あらゆる物事には、既存の諸概念がつきまとう。それは名付けられることによって意味付けされ、がんじがらめにされた一つのカタマリとして存在しているように思う。そのカタマリには様々な要素が含まれているにもかかわらず、大枠の意味が与えられることによって、それらの存在はあたかも存在していないかのように浮遊してしまう。
 例えば「都市」というと、高度成長期以後、急激に発展した一つの街の姿として捉えられ、発展が追いつかなかった「地方」などど区別されている。そして、画一された「都市」のイメージがメディア等を通し、広く浸透しているようにみえる。
 けれど街を歩いてみると、東京の中心でさえ、ステロタイプの「都市像」など一部を除けばほとんど見つからないことに驚く。そこには網目から抜け落ちた多くの地方的要素や、個々の幼少の記憶を喚起するような風景、はじめて見るような異次元的要素など、様々な顔が存在しているのだ。

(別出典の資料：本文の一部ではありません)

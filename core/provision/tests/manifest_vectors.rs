use gamevault_provision::parse_manifest_line;

#[test]
fn good_lines_parse_to_exactly_five_fields() {
    let cases = [
        (
            "games/2048.bin puzzle 1.0 alice bob",
            ("games/2048.bin", "puzzle", "1.0", vec!["alice", "bob"]),
        ),
        (
            "  /opt/games/snake-v2 snake_classic 3 drew",
            ("/opt/games/snake-v2", "snake_classic", "3", vec!["drew"]),
        ),
        (
            "games/t.bin tetris 10.42 a b c d",
            ("games/t.bin", "tetris", "10.42", vec!["a", "b", "c", "d"]),
        ),
        (
            "rel.path game.name 0.0 user_1",
            ("rel.path", "game.name", "0.0", vec!["user_1"]),
        ),
    ];
    for (line, (source_path, name, version, users)) in cases {
        let entry = parse_manifest_line(line)
            .unwrap_or_else(|| panic!("expected line to parse: {line:?}"));
        assert_eq!(entry.source_path, source_path, "line: {line:?}");
        assert_eq!(entry.name, name, "line: {line:?}");
        assert_eq!(entry.version, version, "line: {line:?}");
        assert_eq!(entry.users, users, "line: {line:?}");
    }
}

#[test]
fn bad_lines_are_rejected() {
    let cases = [
        "",
        "   ",
        "games/2048.bin",
        "games/2048.bin puzzle",
        "games/2048.bin puzzle 1.0",
        "games/2048.bin puzzle v1.0 alice",
        "games/2048.bin puzzle 1. alice",
        "games/2048.bin puzzle .5 alice",
        "games/2048.bin puzzle 1.0.0 alice",
        "games/2048.bin puz/zle 1.0 alice",
        "games/2048.bin puzzle 1.0 al-ice",
        "games/2048.bin puzzle 1.0 alice bob!",
        "games/20 48.bin puzzle 1.0",
        "# games/2048.bin puzzle 1.0 alice",
    ];
    for line in cases {
        assert!(
            parse_manifest_line(line).is_none(),
            "expected line to be rejected: {line:?}"
        );
    }
}

#[test]
fn users_keep_manifest_order_without_duplicates() {
    let entry = parse_manifest_line("games/a.bin a 1.0 hunter drew ben drew lou")
        .expect("line should parse");
    assert_eq!(entry.users, vec!["hunter", "drew", "ben", "lou"]);
}
#![allow(dead_code)]

use std::fs;
use std::path::PathBuf;
use std::sync::atomic::{AtomicU64, Ordering};
use std::sync::OnceLock;
use std::time::{SystemTime, UNIX_EPOCH};

use base64::{engine::general_purpose::STANDARD, Engine as _};
use num_bigint_dig::ModInverse;
use rand::rngs::OsRng;
use rsa::traits::PrivateKeyParts;
use rsa::{BigUint, RsaPrivateKey};

pub const TEST_KEY_BITS: usize = 2048;

static UNIQUE_COUNTER: AtomicU64 = AtomicU64::new(0);

pub fn temp_dir(test_name: &str) -> PathBuf {
    let nanos = SystemTime::now()
        .duration_since(UNIX_EPOCH)
        .expect("time should be monotonic")
        .as_nanos();
    let uniq = UNIQUE_COUNTER.fetch_add(1, Ordering::Relaxed);
    let dir = std::env::temp_dir().join(format!(
        "gamevault-provision-{test_name}-{}-{nanos}-{uniq}",
        std::process::id()
    ));
    fs::create_dir_all(&dir).expect("temp dir should be created");
    dir
}

pub fn write(path: &PathBuf, bytes: &[u8]) {
    fs::write(path, bytes).expect("write should succeed");
}

/// One RSA key for the whole test binary; 2048-bit generation is too slow
/// to repeat per test.
pub fn generated_key() -> &'static RsaPrivateKey {
    static KEY: OnceLock<RsaPrivateKey> = OnceLock::new();
    KEY.get_or_init(|| RsaPrivateKey::new(&mut OsRng, TEST_KEY_BITS).expect("key generation"))
}

/// Factory secrets text whose CRT components describe `key`.
pub fn secrets_text_for(key: &RsaPrivateKey) -> String {
    let primes = key.primes();
    let (p, q) = (&primes[0], &primes[1]);
    let one = BigUint::from(1u32);
    let dp = key.d() % (p - &one);
    let dq = key.d() % (q - &one);
    let qinv = q
        .mod_inverse(p)
        .and_then(|v| v.to_biguint())
        .expect("q should be invertible modulo p");
    [
        STANDARD.encode([7u8; 8]),
        STANDARD.encode([42u8; 32]),
        STANDARD.encode(p.to_bytes_be()),
        STANDARD.encode(q.to_bytes_be()),
        STANDARD.encode(dp.to_bytes_be()),
        STANDARD.encode(dq.to_bytes_be()),
        STANDARD.encode(qinv.to_bytes_be()),
    ]
    .join("\n")
}

pub fn secrets_text() -> &'static str {
    static TEXT: OnceLock<String> = OnceLock::new();
    TEXT.get_or_init(|| secrets_text_for(generated_key()))
}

  世界は個々の眼差しや記憶の数だけ無数に存在し、それは不動だとされる狭義の世界に広がりと奥行きを与える。小さな記憶の断片が、時間の流れと共に別の体験や懐かしい匂いや音と結びつき、再び喚起され新たな世界を作り出す。そう、わたしたちは折り重なる記憶のパラレルワールドに、同時に存在しているのだ。
 今日も記憶の分子が何かに共鳴し、その震動が記憶の回路を伝う。それはほんのささやかな出来事だったり、誰かのことばや仕草や、通りすぎていく風景だったり。その小さな震動を幾重にも重奏させていきたい。予定調和でない新たな世界が、ぼんやりとここに立ち上がってくることを期待して。